Input Start Marker

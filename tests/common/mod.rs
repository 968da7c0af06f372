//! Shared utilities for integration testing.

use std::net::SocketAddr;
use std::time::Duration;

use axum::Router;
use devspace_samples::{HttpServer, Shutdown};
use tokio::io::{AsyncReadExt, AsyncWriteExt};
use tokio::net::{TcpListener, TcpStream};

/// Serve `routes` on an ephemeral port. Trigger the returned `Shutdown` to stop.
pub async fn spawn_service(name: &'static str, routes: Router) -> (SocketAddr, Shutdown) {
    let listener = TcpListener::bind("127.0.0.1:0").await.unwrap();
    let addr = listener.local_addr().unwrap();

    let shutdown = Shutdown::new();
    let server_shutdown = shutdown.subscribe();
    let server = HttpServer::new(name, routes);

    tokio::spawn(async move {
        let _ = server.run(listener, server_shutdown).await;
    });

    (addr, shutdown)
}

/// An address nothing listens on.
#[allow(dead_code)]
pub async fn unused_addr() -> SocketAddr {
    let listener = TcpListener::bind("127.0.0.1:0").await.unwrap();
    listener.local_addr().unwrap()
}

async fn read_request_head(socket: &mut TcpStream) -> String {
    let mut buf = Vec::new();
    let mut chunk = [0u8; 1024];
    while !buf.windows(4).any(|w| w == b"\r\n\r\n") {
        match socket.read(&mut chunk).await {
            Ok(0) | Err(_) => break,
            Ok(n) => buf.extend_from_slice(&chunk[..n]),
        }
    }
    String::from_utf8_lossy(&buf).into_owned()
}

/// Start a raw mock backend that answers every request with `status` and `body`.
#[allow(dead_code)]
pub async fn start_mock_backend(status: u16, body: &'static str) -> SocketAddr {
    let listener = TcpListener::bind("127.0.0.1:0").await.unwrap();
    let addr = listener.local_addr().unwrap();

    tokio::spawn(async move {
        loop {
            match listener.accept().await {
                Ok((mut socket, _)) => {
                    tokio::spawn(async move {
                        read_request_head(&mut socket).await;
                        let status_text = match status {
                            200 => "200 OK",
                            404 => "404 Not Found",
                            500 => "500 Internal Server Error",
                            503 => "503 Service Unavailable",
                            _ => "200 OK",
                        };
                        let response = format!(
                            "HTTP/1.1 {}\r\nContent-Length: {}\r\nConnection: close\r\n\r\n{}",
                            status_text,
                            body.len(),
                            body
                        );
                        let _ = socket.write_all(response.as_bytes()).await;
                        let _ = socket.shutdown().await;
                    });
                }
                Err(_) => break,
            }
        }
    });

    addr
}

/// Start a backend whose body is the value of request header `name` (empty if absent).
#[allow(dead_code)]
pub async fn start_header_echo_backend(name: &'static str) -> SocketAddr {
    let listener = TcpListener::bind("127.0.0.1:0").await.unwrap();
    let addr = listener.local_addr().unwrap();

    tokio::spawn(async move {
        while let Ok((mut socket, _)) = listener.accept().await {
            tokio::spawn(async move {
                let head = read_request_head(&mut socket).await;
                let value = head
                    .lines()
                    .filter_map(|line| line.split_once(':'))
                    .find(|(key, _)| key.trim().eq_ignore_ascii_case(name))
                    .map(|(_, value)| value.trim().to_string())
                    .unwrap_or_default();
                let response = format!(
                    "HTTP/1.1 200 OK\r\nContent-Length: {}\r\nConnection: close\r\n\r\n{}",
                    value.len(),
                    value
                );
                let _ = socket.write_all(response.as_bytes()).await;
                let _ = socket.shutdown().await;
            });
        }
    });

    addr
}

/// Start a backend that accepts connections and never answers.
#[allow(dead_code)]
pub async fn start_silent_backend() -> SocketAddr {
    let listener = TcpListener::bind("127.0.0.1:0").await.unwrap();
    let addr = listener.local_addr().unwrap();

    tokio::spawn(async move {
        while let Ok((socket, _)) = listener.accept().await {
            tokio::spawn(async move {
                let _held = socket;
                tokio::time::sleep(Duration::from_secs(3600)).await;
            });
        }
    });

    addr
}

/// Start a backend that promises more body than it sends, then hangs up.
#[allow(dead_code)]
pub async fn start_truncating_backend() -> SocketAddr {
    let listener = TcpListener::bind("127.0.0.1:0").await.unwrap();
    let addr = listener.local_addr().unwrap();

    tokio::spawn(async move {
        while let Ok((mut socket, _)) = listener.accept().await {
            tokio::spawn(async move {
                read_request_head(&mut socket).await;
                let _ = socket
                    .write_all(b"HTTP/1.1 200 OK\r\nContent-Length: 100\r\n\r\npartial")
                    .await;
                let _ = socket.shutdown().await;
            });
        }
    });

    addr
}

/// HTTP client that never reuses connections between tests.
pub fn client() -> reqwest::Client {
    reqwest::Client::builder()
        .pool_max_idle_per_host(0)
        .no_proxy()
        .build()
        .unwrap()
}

Input End Marker

#### [To do]
In the data above, how many lines contain the word "Length"? Write the number only.

#### [Expected output]
3